Vladimir continually spouts ancient Russian history that everyone ignores, although his references provide a key to what he is experiencing. For example, he looks at history to put his love/hate relationship in context:

It is impossible to understand this country: it forgives Ivan the Terrible but tears Otrepyev to pieces; it wages unsuccessful wars for seven hundred years and conquers more nations than the Roman Empire; it is unable to produce any fuses, and yet it builds the world’s most beautiful city on a swamp.

This love/hate relationship carries over to his personal life. Vladimir worships his wife Olga, which makes her constant cuckolding of him that much more intense. His aborted suicide attempt provides an example of what was going wrong at the time—the base of a seven-story apartment building is covered in the garbage tenants throw out the window, which would break the fall of his jump. Vladimir and Olga attempt to carry on in a lifestyle that no longer exists except for the rich and well-connected, first pawning or selling jewels, books, and eventually Olga’s body.
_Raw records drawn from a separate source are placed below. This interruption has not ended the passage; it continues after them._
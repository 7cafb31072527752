//! # pos-shell-cache
//!
//! Versioned, cache-first resource cache that keeps the POS application
//! shell loadable with zero connectivity.
//!
//! ## Features
//!
//! - **Generations**: one cache per deployed version, older ones deleted on activation
//! - **Cache First**: cached shell resources never touch the network
//! - **Write-Through**: same-origin, non-API responses are cached on first fetch
//! - **Offline Fallback**: navigations fall back to the cached entry point
//!
//! ## Example
//!
//! ```rust,ignore
//! use pos_shell_cache::{FetchRequest, ShellCacheManager, ShellConfig};
//!
//! let config = ShellConfig::load_default();
//! let manager = ShellCacheManager::from_config(&config).await?;
//! manager.install().await?;
//!
//! let response = manager
//!     .handle_fetch(&FetchRequest::navigate("http://localhost:8080/pages/sales.html"))
//!     .await;
//! ```

pub mod config;
pub mod fetcher;
pub mod manager;
pub mod response;
pub mod storage;

pub use config::{CacheBackend, ShellConfig, ShellManifest};
pub use fetcher::{FetchError, Fetcher, HttpFetcher};
pub use manager::{FetchStats, InstallReport, LifecycleState, ShellCacheManager};
pub use response::{CachedResponse, FetchRequest, RequestMode};
pub use storage::memory::MemoryCacheStorage;
pub use storage::CacheStorage;

#[cfg(feature = "filesystem")]
pub use storage::filesystem::FilesystemCacheStorage;
// File: pos-shell-cache/src/manager.rs
// Purpose: Install, activate and fetch interception for versioned shell caches

use anyhow::{Context, Result};
use chrono::Utc;
use pos_sync::messages::{ClientMessage, WorkerMessage, SYNC_TAG};
use serde::Serialize;
use std::sync::Arc;
use std::time::Duration;
use tokio::sync::{broadcast, RwLock};
use url::Url;

use crate::config::{resolve, CacheBackend, ShellConfig, ShellManifest};
use crate::fetcher::{Fetcher, HttpFetcher};
use crate::response::{CachedResponse, FetchRequest};
use crate::storage::memory::MemoryCacheStorage;
use crate::storage::CacheStorage;

/// Where the manager is in its install/activate lifecycle
#[derive(Debug, Clone, Copy, PartialEq, Eq, Serialize)]
#[serde(rename_all = "snake_case")]
pub enum LifecycleState {
    Registered,
    Installing,
    WaitingToActivate,
    Activated,
}

/// Result of populating a generation
#[derive(Debug, Clone, PartialEq, Eq, Serialize)]
pub struct InstallReport {
    pub cache_name: String,
    /// Resolved URLs stored in the generation
    pub cached: Vec<String>,
    /// Resolved URLs that could not be stored, with the reason
    pub failed: Vec<(String, String)>,
    /// Another generation of this application existed at install time
    pub replaces_previous: bool,
}

impl InstallReport {
    pub fn is_complete(&self) -> bool {
        self.failed.is_empty()
    }
}

/// Fetch interception counters
#[derive(Debug, Clone, Default, PartialEq, Eq, Serialize)]
pub struct FetchStats {
    /// Served from the current generation
    pub hits: u64,
    /// Not cached, went to the network
    pub misses: u64,
    /// Network responses written through to the cache
    pub writes: u64,
    /// Failed navigations answered with the entry point
    pub fallbacks: u64,
    /// Synthetic unavailable responses
    pub unavailable: u64,
}

/// Keeps the application shell loadable without connectivity
///
/// Cheap to clone; clones share lifecycle, counters and client channel.
#[derive(Clone)]
pub struct ShellCacheManager {
    manifest: Arc<ShellManifest>,
    scope: Url,
    skip_waiting: bool,
    storage: Arc<dyn CacheStorage>,
    fetcher: Arc<dyn Fetcher>,
    state: Arc<RwLock<LifecycleState>>,
    stats: Arc<RwLock<FetchStats>>,
    clients: broadcast::Sender<ClientMessage>,
}

impl ShellCacheManager {
    pub fn new(
        config: &ShellConfig,
        storage: Arc<dyn CacheStorage>,
        fetcher: Arc<dyn Fetcher>,
    ) -> Result<Self> {
        let scope = config
            .scope_url()
            .with_context(|| format!("Invalid cache scope: {}", config.scope))?;
        let (clients, _) = broadcast::channel(32);

        tracing::info!(
            cache = %config.manifest.cache_name(),
            %scope,
            storage = storage.name(),
            "Shell cache manager registered"
        );

        Ok(Self {
            manifest: Arc::new(config.manifest.clone()),
            scope,
            skip_waiting: config.skip_waiting,
            storage,
            fetcher,
            state: Arc::new(RwLock::new(LifecycleState::Registered)),
            stats: Arc::new(RwLock::new(FetchStats::default())),
            clients,
        })
    }

    /// Build a manager with the storage backend from `config` and an HTTP fetcher
    pub async fn from_config(config: &ShellConfig) -> Result<Self> {
        let storage = Self::create_storage(&config.storage).await?;
        let fetcher = Arc::new(HttpFetcher::new(Duration::from_secs(30))?);
        Self::new(config, storage, fetcher)
    }

    async fn create_storage(backend: &CacheBackend) -> Result<Arc<dyn CacheStorage>> {
        match backend {
            CacheBackend::Memory => Ok(Arc::new(MemoryCacheStorage::new())),
            #[cfg(feature = "filesystem")]
            CacheBackend::Filesystem { path } => {
                use crate::storage::filesystem::FilesystemCacheStorage;
                Ok(Arc::new(FilesystemCacheStorage::new(path).await?))
            }
            #[cfg(not(feature = "filesystem"))]
            CacheBackend::Filesystem { .. } => {
                anyhow::bail!("Filesystem cache storage requires the 'filesystem' feature")
            }
        }
    }

    pub fn cache_name(&self) -> String {
        self.manifest.cache_name()
    }

    pub async fn state(&self) -> LifecycleState {
        *self.state.read().await
    }

    pub async fn stats(&self) -> FetchStats {
        self.stats.read().await.clone()
    }

    /// Messages for open application instances
    pub fn subscribe(&self) -> broadcast::Receiver<ClientMessage> {
        self.clients.subscribe()
    }

    fn post(&self, message: ClientMessage) {
        // No open clients is fine
        let _ = self.clients.send(message);
    }

    /// Populate the current generation from the manifest
    ///
    /// Unreachable resources are reported, not fatal. Only a storage failure
    /// aborts the install.
    pub async fn install(&self) -> Result<InstallReport> {
        *self.state.write().await = LifecycleState::Installing;
        let cache_name = self.cache_name();
        tracing::info!(cache = %cache_name, "Installing shell cache");

        let replaces_previous = self
            .storage
            .cache_names()
            .await?
            .iter()
            .any(|name| *name != cache_name && self.manifest.owns_cache(name));

        let mut report = InstallReport {
            cache_name: cache_name.clone(),
            cached: Vec::new(),
            failed: Vec::new(),
            replaces_previous,
        };

        for resource in &self.manifest.resources {
            let url = match resolve(&self.scope, resource) {
                Ok(url) => url.to_string(),
                Err(e) => {
                    report.failed.push((resource.clone(), e.to_string()));
                    continue;
                }
            };

            match self.fetcher.fetch(&FetchRequest::get(url.clone())).await {
                Ok(response) if response.is_success() => {
                    self.storage.put(&cache_name, &url, response).await?;
                    report.cached.push(url);
                }
                Ok(response) => {
                    report
                        .failed
                        .push((url, format!("{} {}", response.status, response.status_text)));
                }
                Err(e) => report.failed.push((url, e.to_string())),
            }
        }

        if !report.is_complete() {
            tracing::warn!(
                failed = report.failed.len(),
                cached = report.cached.len(),
                "Some files failed to cache, continuing"
            );
        }
        tracing::info!(cache = %cache_name, cached = report.cached.len(), "Installation complete");

        *self.state.write().await = LifecycleState::WaitingToActivate;

        if replaces_previous {
            self.post(ClientMessage::UpdateAvailable {
                cache_name: cache_name.clone(),
            });
        }

        if self.skip_waiting {
            self.activate().await?;
        }

        Ok(report)
    }

    /// Delete every other cache and take control of clients
    ///
    /// Returns the deleted cache names. Activating again is a no-op.
    pub async fn activate(&self) -> Result<Vec<String>> {
        let previous = self.state().await;
        if matches!(
            previous,
            LifecycleState::Registered | LifecycleState::Installing
        ) {
            anyhow::bail!("Cannot activate before install completes (state: {:?})", previous);
        }

        let cache_name = self.cache_name();
        let mut deleted = Vec::new();
        for name in self.storage.cache_names().await? {
            if name != cache_name && self.storage.delete_cache(&name).await? {
                tracing::info!(cache = %name, "Cleared old cache");
                deleted.push(name);
            }
        }

        *self.state.write().await = LifecycleState::Activated;

        if previous == LifecycleState::WaitingToActivate {
            tracing::info!(cache = %cache_name, "Activated and ready for offline use");
            self.post(ClientMessage::ControllerChanged { cache_name });
        }

        Ok(deleted)
    }

    /// Handle a message posted by the application
    pub async fn handle_message(&self, message: WorkerMessage) -> Result<()> {
        match message {
            WorkerMessage::SkipWaiting => {
                if self.state().await == LifecycleState::WaitingToActivate {
                    self.activate().await?;
                } else {
                    tracing::debug!("Skip waiting ignored, nothing is waiting");
                }
            }
        }
        Ok(())
    }

    /// Answer an intercepted request. Never fails.
    ///
    /// Cache first for GET; other methods always go to the network. On a miss
    /// the network response is written through for same-origin non-API
    /// resources. When the network is unreachable a navigation gets the cached
    /// entry point and anything else a synthetic 503.
    pub async fn handle_fetch(&self, request: &FetchRequest) -> CachedResponse {
        let cache_name = self.cache_name();

        let url = match Url::parse(&request.url).or_else(|_| resolve(&self.scope, &request.url)) {
            Ok(url) => url,
            Err(e) => {
                tracing::warn!(url = %request.url, error = %e, "Unparseable request URL");
                self.stats.write().await.unavailable += 1;
                return CachedResponse::unavailable(request.url.clone());
            }
        };
        let key = url.to_string();

        if request.is_get() {
            match self.storage.get(&cache_name, &key).await {
                Ok(Some(cached)) => {
                    self.stats.write().await.hits += 1;
                    return cached;
                }
                Ok(None) => {}
                Err(e) => tracing::warn!(%key, error = %e, "Cache read failed, trying network"),
            }
        }
        self.stats.write().await.misses += 1;

        let network_request = FetchRequest {
            url: key.clone(),
            ..request.clone()
        };
        match self.fetcher.fetch(&network_request).await {
            Ok(response) => {
                if self.should_write_through(&url, request, &response) {
                    match self.storage.put(&cache_name, &key, response.clone()).await {
                        Ok(()) => self.stats.write().await.writes += 1,
                        Err(e) => tracing::warn!(%key, error = %e, "Failed to cache response"),
                    }
                }
                response
            }
            Err(e) => {
                tracing::info!(%key, error = %e, "Fetch failed, using offline fallback");
                self.offline_fallback(request, &cache_name).await
            }
        }
    }

    async fn offline_fallback(&self, request: &FetchRequest, cache_name: &str) -> CachedResponse {
        if request.is_navigation() {
            if let Ok(entry) = resolve(&self.scope, &self.manifest.entry_point) {
                if let Ok(Some(shell)) = self.storage.get(cache_name, entry.as_str()).await {
                    self.stats.write().await.fallbacks += 1;
                    return shell;
                }
            }
        }

        self.stats.write().await.unavailable += 1;
        CachedResponse::unavailable(request.url.clone())
    }

    fn should_write_through(&self, url: &Url, request: &FetchRequest, response: &CachedResponse) -> bool {
        request.is_get()
            && response.is_success()
            && url.origin() == self.scope.origin()
            && !url.path().contains("/api/")
    }

    /// Background sync event; `sync-data` asks every client to drain its queue
    pub fn background_sync(&self, tag: &str) -> bool {
        if tag != SYNC_TAG {
            tracing::debug!(%tag, "Ignoring unknown background sync tag");
            return false;
        }

        tracing::info!("Background sync triggered, notifying clients");
        self.post(ClientMessage::SyncRequested {
            timestamp: Utc::now(),
        });
        true
    }
}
Vladimir’s comments on the nepman Dokuchaev is something he and Olga figured out early during the turbulence and covers more than just making money:

A man who wishes to make money in Soviet Russia must be the person he needs to be. It depends on the person you are dealing with—a peasant shirt or a dinner jacket, a fool or an intelligent man, a scoundrel or a relatively decent individual.

Olga’s unfaithfulness isn’t indiscriminate. She chooses lovers than can provide what she (and Vladimir, at times) need and want. But she doesn’t easily fall into the caricature of a tormenting harpy—even though she negotiates her price to become Dokuchaev’s lover in front of her husband, she donates the check to the famine relief fund.

The tragedy and travesty of the couple and the country make for a powerful novella. Highly recommended. (Be sure to read the literalab article, too.)

A few of the 1919 entries (all ellipses in original):


“Take up your rifle, worker and poor peasant! Join the requisitioning battalions. To the village and the kulaks’ barns, for grain! The kulaks of Simbrisk, Ufa and Samara give you no bread—take it from the kulaks of Voronezh, Vyatka and Tambov…”
This is what they call “the catechism of the class-conscious proletarian.”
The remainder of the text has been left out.